Later, Havnes and Conti [8,9] suggested that charge-exchange reactions could result from the accretion of interstellar matter (primarily hydrogen) onto the surfaces of Ap stars with strong magnetic fields. This process was found to not only slow the rotation of these stars but also generate low-energy cosmic rays with energies below 90 MeV/nucleon. While the timescale for this process was comparable to the stars’ lifetimes on the main sequence, more rapid rotational braking (within less than 10 million years) was also deemed possible.
Havnes [10] estimated that magnetic peculiar stars contribute up to 10 percents or less to the cosmic ray flux. North [11] compared Havnes’ work with observations of the rotational periods of Ap stars and demonstrated that at least Si stars do not lose most of their angular momentum during their main-sequence lifetimes, suggesting that the bulk of the loss occurred earlier. North concluded that the contribution of Ap stars to cosmic rays was likely overestimated.
On the other hand, Greenstein [7] and later Böhm-Vitense [12] identified correlations between relative abundances and SIP for stars without strong magnetic fields. The theory explaining this observational effect still needs further development to be applied to stars with weak magnetic fields.
Yushchenko et al. [13] studied the chemical composition of the pulsating variable star HD67523 and found possible signs of accretion from the interstellar (or circumstellar) medium. These features were found not only in the atmosphere of this star but also in B-F type stars, observed by Erspamer and North [14] and Niemczura et al. [15]

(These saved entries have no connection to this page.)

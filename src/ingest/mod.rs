// src/ingest/mod.rs
pub mod hn;
pub mod types;

use std::collections::HashSet;

use futures::stream::{self, StreamExt};
use metrics::{counter, describe_counter};
use once_cell::sync::OnceCell;

use crate::error::TransportError;
use crate::ingest::types::{ItemSource, RawItem};

fn ensure_metrics_described() {
    static ONCE: OnceCell<()> = OnceCell::new();
    ONCE.get_or_init(|| {
        describe_counter!(
            "ingest_items_fetched_total",
            "Item bodies fetched from the upstream source."
        );
        describe_counter!(
            "ingest_batch_errors_total",
            "Ranked batches aborted by a transport error."
        );
    });
}

/// Drop repeated ids, keeping the first (best ranked) occurrence.
pub fn dedup_ranked(ids: Vec<u64>) -> Vec<u64> {
    let mut seen = HashSet::with_capacity(ids.len());
    ids.into_iter().filter(|id| seen.insert(*id)).collect()
}

/// Fetch the ranked id list and resolve every id to an item.
///
/// Item bodies are fetched with at most `concurrency` requests in flight.
/// Results are put back into ranked order by position, so completion order
/// never leaks into the output. The first failure aborts the batch and drops
/// the fetches still pending.
pub async fn fetch_ranked_items(
    source: &dyn ItemSource,
    limit: usize,
    concurrency: usize,
) -> Result<Vec<RawItem>, TransportError> {
    ensure_metrics_described();

    let ids = dedup_ranked(source.fetch_ranked_ids(limit).await?);
    let ids: Vec<u64> = ids.into_iter().take(limit).collect();
    if ids.is_empty() {
        return Ok(Vec::new());
    }

    let mut slots: Vec<Option<RawItem>> = vec![None; ids.len()];
    let mut pending = stream::iter(ids.iter().copied().enumerate())
        .map(|(idx, id)| async move { (idx, source.fetch_item(id).await) })
        .buffer_unordered(concurrency.max(1));

    while let Some((idx, res)) = pending.next().await {
        match res {
            Ok(item) => slots[idx] = Some(item),
            Err(e) => {
                counter!("ingest_batch_errors_total").increment(1);
                tracing::debug!(
                    target: "ingest",
                    source = source.name(),
                    id = ids[idx],
                    error = %e,
                    "item fetch failed; aborting batch"
                );
                return Err(e);
            }
        }
    }

    counter!("ingest_items_fetched_total").increment(ids.len() as u64);
    Ok(slots.into_iter().flatten().collect())
}
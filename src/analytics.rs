// src/analytics.rs
//! Read-only views over a [`Snapshot`]: keyword and domain histograms,
//! trending title words, and the score/comment dataset.
//!
//! Every ranking sorts by count descending and breaks ties by the order in
//! which the key was first seen in the snapshot.

use std::collections::{BTreeMap, HashMap, HashSet};

use once_cell::sync::Lazy;
use regex::Regex;
use serde::Serialize;

use crate::snapshot::Snapshot;

pub const DEFAULT_TOP_N: usize = 10;
pub const DEFAULT_MIN_WORD_LEN: usize = 4;
pub const DEFAULT_STOP_WORDS: &[&str] = &["the", "and", "for", "with", "from", "using"];

static WORD_RE: Lazy<Regex> = Lazy::new(|| Regex::new(r"\w+").expect("word regex"));

/// Counts keyed by first appearance.
#[derive(Default)]
struct Tally {
    order: Vec<(String, usize)>,
    index: HashMap<String, usize>,
}

impl Tally {
    fn add(&mut self, key: &str) {
        match self.index.get(key) {
            Some(&i) => self.order[i].1 += 1,
            None => {
                self.index.insert(key.to_string(), self.order.len());
                self.order.push((key.to_string(), 1));
            }
        }
    }

    /// Stable sort keeps first-seen order among equal counts.
    fn most_common(mut self, n: usize) -> Vec<(String, usize)> {
        self.order.sort_by(|a, b| b.1.cmp(&a.1));
        self.order.truncate(n);
        self.order
    }
}

pub fn keyword_frequency(snapshot: &Snapshot) -> BTreeMap<String, usize> {
    let mut out = BTreeMap::new();
    for kw in snapshot.items().iter().flat_map(|it| it.keywords.iter()) {
        *out.entry(kw.clone()).or_insert(0) += 1;
    }
    out
}

pub fn top_domains(snapshot: &Snapshot, n: usize) -> Vec<(String, usize)> {
    let mut tally = Tally::default();
    for it in snapshot.items().iter().filter(|it| !it.domain.is_empty()) {
        tally.add(&it.domain);
    }
    tally.most_common(n)
}

/// Title word ranking with the default stop words and minimum length.
pub fn trending_words(snapshot: &Snapshot, n: usize) -> Vec<(String, usize)> {
    let stop: HashSet<String> = DEFAULT_STOP_WORDS.iter().map(|s| s.to_string()).collect();
    trending_words_with(snapshot, n, &stop, DEFAULT_MIN_WORD_LEN)
}

/// Lower-cased `\w+` tokens of every title, minus stop words and tokens
/// shorter than `min_len` characters.
pub fn trending_words_with(
    snapshot: &Snapshot,
    n: usize,
    stop_words: &HashSet<String>,
    min_len: usize,
) -> Vec<(String, usize)> {
    let mut tally = Tally::default();
    for it in snapshot.items() {
        let title = it.raw.title.to_lowercase();
        for m in WORD_RE.find_iter(&title) {
            let w = m.as_str();
            if w.chars().count() < min_len || stop_words.contains(w) {
                continue;
            }
            tally.add(w);
        }
    }
    tally.most_common(n)
}

/// `(score, descendants)` per item, in snapshot order.
pub fn score_comment_pairs(snapshot: &Snapshot) -> Vec<(u64, u64)> {
    snapshot
        .items()
        .iter()
        .map(|it| (it.raw.score, it.raw.descendants))
        .collect()
}

/// Keyword and domain histograms computed together.
#[derive(Debug, Clone, PartialEq, Eq, Serialize)]
pub struct Insights {
    pub keyword_freq: BTreeMap<String, usize>,
    pub top_domains: Vec<(String, usize)>,
}

impl Insights {
    pub fn compute(snapshot: &Snapshot, n: usize) -> Self {
        Self {
            keyword_freq: keyword_frequency(snapshot),
            top_domains: top_domains(snapshot, n),
        }
    }
}

#[cfg(test)]
mod tests {
    use super::*;
    use crate::enrich::ItemEnricher;
    use crate::ingest::types::RawItem;
    use chrono::Utc;

    fn snap(rows: &[(&str, &str, u64, u64)]) -> Snapshot {
        let e = ItemEnricher::default();
        let items = rows
            .iter()
            .enumerate()
            .map(|(i, (title, url, score, desc))| {
                e.enrich(RawItem {
                    id: i as u64 + 1,
                    title: title.to_string(),
                    url: Some(url.to_string()),
                    score: *score,
                    descendants: *desc,
                    ..RawItem::default()
                })
            })
            .collect();
        Snapshot::new(items, Utc::now())
    }

    #[test]
    fn ties_keep_first_seen_order() {
        let s = snap(&[
            ("a", "http://z.com/1", 0, 0),
            ("b", "http://y.com/1", 0, 0),
            ("c", "http://y.com/2", 0, 0),
            ("d", "http://x.com/1", 0, 0),
            ("e", "http://z.com/2", 0, 0),
        ]);
        assert_eq!(
            top_domains(&s, 10),
            vec![
                ("z.com".to_string(), 2),
                ("y.com".to_string(), 2),
                ("x.com".to_string(), 1)
            ]
        );
        assert_eq!(top_domains(&s, 1), vec![("z.com".to_string(), 2)]);
        assert!(top_domains(&s, 0).is_empty());
    }

    #[test]
    fn trending_drops_short_tokens_and_stop_words() {
        let s = snap(&[
            ("Using Rust with WASM: the 2024 guide", "", 0, 0),
            ("Rust_lang from scratch; rust again", "", 0, 0),
        ]);
        let words = trending_words(&s, 10);
        assert_eq!(
            words,
            vec![
                ("rust".to_string(), 2),
                ("wasm".to_string(), 1),
                ("2024".to_string(), 1),
                ("guide".to_string(), 1),
                ("rust_lang".to_string(), 1),
                ("scratch".to_string(), 1),
                ("again".to_string(), 1),
            ]
        );
    }

    #[test]
    fn trending_counts_non_ascii_words_by_chars() {
        let s = snap(&[("Čeština über čau", "", 0, 0)]);
        let words: Vec<String> = trending_words(&s, 10).into_iter().map(|(w, _)| w).collect();
        assert_eq!(words, vec!["čeština", "über"]);
    }

    #[test]
    fn pairs_follow_snapshot_order() {
        let s = snap(&[("a", "", 10, 3), ("b", "", 0, 0), ("c", "", 7, 99)]);
        assert_eq!(score_comment_pairs(&s), vec![(10, 3), (0, 0), (7, 99)]);
    }

    #[test]
    fn empty_snapshot_yields_empty_views() {
        let s = Snapshot::empty(Utc::now());
        assert!(keyword_frequency(&s).is_empty());
        assert!(top_domains(&s, 10).is_empty());
        assert!(trending_words(&s, 10).is_empty());
        assert!(score_comment_pairs(&s).is_empty());
    }
}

Some of these features might be explained by the hypothesis proposed by Greenstein [7] and Havnes [8,9], which suggests that charge-exchange reactions between hydrogen and helium atoms and heavier chemical elements occur in stellar atmospheres. However no definitive conclusion has yet been reached. To confirm or refute this hypothesis, further observational work is needed for various types of stars located in different regions of the Galaxy, with varying densities of interstellar matter. Additionally, Havnes and Conti’s [8,9] numerical results for stars with strong magnetic fields should be extended to include stars with weak magnetic fields.
We have previously investigated possible accretion features in several binary stellar systems [16,17,18,19], in Magellanic Cloud supergiants RM_1-390 and PMMR23 [20,21], in barium stars [22,23], in the supergiant BL138 of the Fornax dwarf spheroidal galaxy [24], in the pulsating variable star V1719 Cyg [25], in F-K giants of the Local region of the Galaxy [26], and in the planetary host halo giant HD47536 [27].
To gain a deeper understanding of charge-exchange reactions in the atmospheres of different stellar types, we analyzed published abundance patterns for G-K type stars with varying metallicities. In particular, we selected four surveys: two for halo stars (Gratton et al. [28] and Roederer et al. [29]) and two for thin disk stars (Adibekyan et al. [30] and Jofre et al. [31]). The analysis of these surveys is presented in the next section, followed by a discussion of the results in the final section.

2. Possible Signs of Accretion in G-K Stars with Different Metallicities

Yushchenko et al. [13,26] discussed possible signs of accretion from the interstellar medium in the atmospheres of B-F type stars and F-K giants in the Local region of the Galaxy. Various correlations have been identified, but no explanations were provided.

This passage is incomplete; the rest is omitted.